REQUIRED ACTION: Needed from the entries below: every line that holds the word "encode".

LISTED RECORDS:
★ ★ ★ ★ ★ ★ ★

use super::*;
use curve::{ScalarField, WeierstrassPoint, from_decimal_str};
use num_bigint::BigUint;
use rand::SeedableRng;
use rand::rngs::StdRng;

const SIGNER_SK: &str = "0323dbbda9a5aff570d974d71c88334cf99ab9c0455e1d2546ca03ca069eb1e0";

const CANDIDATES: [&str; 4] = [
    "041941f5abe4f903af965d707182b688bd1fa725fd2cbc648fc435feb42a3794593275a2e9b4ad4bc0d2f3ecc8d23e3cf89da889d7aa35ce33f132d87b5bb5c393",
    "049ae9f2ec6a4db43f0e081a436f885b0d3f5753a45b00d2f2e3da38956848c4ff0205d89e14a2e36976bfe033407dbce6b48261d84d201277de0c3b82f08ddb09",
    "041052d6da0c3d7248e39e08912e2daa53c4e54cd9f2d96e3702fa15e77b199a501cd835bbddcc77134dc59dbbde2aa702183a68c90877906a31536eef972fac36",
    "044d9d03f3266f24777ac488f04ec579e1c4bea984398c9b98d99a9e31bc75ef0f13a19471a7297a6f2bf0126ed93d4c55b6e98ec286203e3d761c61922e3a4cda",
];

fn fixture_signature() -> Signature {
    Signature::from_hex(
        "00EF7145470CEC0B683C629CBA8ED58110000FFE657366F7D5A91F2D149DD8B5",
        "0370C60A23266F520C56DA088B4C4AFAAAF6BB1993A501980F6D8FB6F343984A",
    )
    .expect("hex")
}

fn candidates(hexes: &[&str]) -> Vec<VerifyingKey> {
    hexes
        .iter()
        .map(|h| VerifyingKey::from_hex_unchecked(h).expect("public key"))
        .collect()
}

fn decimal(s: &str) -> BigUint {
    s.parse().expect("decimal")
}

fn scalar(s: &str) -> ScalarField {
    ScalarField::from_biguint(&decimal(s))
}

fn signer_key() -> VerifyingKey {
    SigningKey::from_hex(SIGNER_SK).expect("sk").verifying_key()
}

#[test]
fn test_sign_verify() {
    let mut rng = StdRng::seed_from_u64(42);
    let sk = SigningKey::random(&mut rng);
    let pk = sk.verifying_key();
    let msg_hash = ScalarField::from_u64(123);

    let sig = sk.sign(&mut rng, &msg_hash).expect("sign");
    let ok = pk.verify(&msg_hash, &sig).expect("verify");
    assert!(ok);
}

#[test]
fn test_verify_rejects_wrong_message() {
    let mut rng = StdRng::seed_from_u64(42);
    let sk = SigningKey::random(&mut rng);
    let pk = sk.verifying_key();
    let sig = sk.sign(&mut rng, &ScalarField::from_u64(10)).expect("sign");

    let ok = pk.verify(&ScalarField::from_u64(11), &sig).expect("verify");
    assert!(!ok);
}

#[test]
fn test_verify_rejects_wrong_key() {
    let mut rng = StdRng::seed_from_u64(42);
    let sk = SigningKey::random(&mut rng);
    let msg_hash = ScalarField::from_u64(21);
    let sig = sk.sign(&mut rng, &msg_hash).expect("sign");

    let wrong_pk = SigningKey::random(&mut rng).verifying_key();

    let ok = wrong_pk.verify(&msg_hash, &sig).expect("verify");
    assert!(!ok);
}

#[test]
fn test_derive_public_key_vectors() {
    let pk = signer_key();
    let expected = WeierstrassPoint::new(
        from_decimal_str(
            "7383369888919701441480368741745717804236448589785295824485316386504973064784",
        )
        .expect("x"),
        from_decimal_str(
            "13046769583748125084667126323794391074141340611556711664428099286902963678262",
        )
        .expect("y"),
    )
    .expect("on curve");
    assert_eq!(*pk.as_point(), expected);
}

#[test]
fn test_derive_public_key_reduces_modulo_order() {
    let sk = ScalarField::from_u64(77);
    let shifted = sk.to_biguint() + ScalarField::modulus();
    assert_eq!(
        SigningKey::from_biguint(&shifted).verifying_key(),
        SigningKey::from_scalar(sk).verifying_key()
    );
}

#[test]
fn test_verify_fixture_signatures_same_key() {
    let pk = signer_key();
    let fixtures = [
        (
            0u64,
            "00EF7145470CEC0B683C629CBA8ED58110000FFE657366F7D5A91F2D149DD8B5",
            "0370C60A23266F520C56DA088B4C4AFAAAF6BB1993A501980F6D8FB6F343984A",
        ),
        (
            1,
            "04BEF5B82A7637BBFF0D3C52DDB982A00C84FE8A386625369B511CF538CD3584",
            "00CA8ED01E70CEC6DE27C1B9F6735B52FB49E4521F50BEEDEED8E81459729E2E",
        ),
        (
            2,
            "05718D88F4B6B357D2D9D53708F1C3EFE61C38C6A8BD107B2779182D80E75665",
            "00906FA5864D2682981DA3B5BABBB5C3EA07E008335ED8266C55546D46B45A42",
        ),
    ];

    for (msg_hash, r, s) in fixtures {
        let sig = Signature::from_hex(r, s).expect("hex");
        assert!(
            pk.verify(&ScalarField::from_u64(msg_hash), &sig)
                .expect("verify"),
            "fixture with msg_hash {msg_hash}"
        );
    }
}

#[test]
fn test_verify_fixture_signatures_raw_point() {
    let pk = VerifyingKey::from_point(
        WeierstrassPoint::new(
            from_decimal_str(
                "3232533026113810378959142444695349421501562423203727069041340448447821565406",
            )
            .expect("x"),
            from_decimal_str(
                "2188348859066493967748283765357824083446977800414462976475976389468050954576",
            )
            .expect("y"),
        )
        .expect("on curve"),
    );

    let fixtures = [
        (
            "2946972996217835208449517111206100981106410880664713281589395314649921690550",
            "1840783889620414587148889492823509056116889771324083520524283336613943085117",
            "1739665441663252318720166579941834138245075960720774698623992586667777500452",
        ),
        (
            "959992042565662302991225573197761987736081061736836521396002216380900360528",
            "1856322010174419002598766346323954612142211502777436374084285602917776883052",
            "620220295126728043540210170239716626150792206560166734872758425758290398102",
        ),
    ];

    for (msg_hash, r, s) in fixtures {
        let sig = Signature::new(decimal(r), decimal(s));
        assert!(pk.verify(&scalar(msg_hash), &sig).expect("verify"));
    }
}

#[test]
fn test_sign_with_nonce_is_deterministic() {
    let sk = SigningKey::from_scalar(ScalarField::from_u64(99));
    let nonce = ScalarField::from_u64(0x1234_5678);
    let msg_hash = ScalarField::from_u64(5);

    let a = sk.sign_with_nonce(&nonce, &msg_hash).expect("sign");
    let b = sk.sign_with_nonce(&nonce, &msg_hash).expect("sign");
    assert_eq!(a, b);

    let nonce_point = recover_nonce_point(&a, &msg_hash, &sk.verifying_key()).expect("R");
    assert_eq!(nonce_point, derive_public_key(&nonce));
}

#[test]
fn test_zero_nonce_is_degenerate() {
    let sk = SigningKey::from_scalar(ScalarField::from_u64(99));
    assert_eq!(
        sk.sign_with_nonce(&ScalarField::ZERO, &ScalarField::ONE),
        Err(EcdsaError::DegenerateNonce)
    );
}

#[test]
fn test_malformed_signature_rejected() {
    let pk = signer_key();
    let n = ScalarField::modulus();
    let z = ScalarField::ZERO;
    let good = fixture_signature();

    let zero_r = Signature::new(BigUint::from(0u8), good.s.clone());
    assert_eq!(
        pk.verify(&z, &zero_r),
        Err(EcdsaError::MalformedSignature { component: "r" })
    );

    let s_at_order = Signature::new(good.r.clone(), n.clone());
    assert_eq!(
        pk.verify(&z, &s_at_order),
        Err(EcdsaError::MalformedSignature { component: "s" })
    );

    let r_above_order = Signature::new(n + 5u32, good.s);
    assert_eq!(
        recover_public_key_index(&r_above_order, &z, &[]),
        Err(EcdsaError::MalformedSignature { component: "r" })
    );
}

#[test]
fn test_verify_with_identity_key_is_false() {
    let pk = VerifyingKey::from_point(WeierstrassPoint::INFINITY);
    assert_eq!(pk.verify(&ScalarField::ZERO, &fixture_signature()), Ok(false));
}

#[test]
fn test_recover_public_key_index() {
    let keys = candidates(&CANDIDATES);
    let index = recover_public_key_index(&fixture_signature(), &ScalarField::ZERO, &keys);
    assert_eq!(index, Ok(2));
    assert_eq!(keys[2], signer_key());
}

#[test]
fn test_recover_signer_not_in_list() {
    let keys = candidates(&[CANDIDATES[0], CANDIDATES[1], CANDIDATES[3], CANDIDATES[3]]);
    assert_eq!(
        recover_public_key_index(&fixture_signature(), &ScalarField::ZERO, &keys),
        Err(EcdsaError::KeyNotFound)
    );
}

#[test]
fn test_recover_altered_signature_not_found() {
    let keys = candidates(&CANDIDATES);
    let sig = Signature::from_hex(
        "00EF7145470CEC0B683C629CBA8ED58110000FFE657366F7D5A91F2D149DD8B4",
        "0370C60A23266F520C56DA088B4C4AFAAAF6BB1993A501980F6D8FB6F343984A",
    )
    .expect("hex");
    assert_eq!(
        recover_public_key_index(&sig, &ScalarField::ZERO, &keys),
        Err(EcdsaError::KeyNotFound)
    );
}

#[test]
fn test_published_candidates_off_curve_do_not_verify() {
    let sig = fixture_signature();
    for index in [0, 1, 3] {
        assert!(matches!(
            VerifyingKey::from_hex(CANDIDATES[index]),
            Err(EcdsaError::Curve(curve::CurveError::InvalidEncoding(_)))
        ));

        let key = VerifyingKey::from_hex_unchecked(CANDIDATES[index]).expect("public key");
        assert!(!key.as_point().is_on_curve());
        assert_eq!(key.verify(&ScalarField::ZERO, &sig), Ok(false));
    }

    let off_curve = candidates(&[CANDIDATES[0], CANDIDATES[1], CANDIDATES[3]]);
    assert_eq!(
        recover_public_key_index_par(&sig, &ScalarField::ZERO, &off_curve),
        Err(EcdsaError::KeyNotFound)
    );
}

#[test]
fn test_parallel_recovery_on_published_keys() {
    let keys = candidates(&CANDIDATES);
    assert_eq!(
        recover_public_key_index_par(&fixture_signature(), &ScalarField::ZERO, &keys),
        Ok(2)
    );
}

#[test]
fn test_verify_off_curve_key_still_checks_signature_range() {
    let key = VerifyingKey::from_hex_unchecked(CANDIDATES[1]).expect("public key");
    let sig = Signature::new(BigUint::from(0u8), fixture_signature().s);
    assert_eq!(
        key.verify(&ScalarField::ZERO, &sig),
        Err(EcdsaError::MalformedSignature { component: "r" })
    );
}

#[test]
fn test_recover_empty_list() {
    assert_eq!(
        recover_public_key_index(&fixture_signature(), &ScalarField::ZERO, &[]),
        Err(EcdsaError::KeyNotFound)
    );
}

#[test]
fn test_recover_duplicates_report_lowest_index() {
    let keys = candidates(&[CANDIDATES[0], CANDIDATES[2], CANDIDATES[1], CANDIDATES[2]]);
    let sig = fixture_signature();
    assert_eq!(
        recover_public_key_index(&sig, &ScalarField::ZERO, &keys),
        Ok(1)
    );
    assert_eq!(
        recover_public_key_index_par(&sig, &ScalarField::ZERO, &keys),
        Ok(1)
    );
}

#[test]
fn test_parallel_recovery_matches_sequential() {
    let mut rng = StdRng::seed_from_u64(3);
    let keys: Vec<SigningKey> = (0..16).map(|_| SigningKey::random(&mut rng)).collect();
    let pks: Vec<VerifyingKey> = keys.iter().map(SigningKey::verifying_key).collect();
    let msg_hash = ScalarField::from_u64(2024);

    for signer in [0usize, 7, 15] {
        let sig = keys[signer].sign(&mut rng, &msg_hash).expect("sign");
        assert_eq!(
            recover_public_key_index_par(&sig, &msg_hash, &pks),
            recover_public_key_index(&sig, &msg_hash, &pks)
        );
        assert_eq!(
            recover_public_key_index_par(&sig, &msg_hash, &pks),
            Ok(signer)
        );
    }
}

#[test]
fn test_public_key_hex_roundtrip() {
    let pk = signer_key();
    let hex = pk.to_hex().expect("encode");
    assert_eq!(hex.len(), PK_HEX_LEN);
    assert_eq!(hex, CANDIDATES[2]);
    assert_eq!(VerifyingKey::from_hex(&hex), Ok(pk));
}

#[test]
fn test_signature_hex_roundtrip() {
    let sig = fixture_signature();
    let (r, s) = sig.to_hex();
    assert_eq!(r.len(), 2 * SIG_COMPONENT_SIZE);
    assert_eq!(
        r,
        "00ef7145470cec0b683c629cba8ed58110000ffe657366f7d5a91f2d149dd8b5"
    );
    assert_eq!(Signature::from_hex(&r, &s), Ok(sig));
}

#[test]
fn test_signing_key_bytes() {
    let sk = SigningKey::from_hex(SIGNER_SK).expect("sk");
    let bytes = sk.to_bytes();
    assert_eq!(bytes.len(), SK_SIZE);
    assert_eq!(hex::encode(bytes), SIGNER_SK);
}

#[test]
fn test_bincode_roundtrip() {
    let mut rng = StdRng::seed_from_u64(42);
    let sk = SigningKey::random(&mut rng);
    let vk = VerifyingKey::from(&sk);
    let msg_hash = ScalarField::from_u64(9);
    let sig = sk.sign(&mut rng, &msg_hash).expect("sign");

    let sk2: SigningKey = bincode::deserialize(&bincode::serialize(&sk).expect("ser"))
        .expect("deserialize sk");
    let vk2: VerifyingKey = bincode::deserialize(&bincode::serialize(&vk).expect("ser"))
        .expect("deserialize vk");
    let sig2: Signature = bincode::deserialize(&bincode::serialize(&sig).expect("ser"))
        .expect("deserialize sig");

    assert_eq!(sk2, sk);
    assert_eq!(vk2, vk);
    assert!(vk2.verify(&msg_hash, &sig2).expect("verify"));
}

★ ★ ★ ★ ★ ★ ★

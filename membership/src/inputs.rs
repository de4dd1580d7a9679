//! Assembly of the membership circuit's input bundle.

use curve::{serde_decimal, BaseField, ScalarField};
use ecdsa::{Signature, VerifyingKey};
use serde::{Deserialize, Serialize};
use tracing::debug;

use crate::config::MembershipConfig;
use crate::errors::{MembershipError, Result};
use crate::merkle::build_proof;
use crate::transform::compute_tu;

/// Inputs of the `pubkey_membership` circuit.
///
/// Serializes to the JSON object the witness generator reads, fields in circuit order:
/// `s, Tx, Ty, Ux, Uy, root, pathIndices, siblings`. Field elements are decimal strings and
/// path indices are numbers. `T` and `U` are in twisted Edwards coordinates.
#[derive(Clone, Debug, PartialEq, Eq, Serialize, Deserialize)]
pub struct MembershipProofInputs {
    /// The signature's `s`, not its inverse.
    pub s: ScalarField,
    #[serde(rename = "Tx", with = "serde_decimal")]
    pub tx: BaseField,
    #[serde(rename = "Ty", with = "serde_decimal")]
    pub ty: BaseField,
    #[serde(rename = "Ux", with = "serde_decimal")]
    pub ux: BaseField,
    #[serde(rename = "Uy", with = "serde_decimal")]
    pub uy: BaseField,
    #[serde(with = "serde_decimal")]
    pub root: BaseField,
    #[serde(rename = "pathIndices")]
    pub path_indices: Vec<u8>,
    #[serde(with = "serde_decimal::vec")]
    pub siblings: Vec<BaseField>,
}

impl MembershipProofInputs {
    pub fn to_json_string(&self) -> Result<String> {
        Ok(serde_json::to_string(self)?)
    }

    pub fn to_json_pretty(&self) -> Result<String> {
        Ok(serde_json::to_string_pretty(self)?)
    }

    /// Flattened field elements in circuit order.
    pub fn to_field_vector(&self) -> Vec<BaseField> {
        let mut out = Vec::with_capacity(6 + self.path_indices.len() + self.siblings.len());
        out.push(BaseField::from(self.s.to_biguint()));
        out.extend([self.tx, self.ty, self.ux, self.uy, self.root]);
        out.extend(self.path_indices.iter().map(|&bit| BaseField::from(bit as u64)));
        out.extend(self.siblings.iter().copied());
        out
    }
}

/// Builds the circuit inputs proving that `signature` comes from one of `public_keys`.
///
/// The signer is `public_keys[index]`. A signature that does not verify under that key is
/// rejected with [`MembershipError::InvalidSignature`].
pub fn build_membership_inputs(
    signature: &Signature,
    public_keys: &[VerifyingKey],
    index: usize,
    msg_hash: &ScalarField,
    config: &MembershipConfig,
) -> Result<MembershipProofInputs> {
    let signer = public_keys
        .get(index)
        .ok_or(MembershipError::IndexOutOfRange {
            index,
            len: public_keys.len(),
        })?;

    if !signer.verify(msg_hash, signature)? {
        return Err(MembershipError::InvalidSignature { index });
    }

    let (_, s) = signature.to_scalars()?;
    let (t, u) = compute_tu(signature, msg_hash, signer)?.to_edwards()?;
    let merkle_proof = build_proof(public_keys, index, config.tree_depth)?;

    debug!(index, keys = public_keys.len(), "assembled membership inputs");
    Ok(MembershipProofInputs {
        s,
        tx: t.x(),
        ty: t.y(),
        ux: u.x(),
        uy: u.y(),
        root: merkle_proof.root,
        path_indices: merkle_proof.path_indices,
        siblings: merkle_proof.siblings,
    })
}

★ ★ ★ ★ ★ ★ ★

TASK OUTPUT:
    let hex = pk.to_hex().expect("encode");
    assert_eq!(hex::encode(bytes), SIGNER_SK);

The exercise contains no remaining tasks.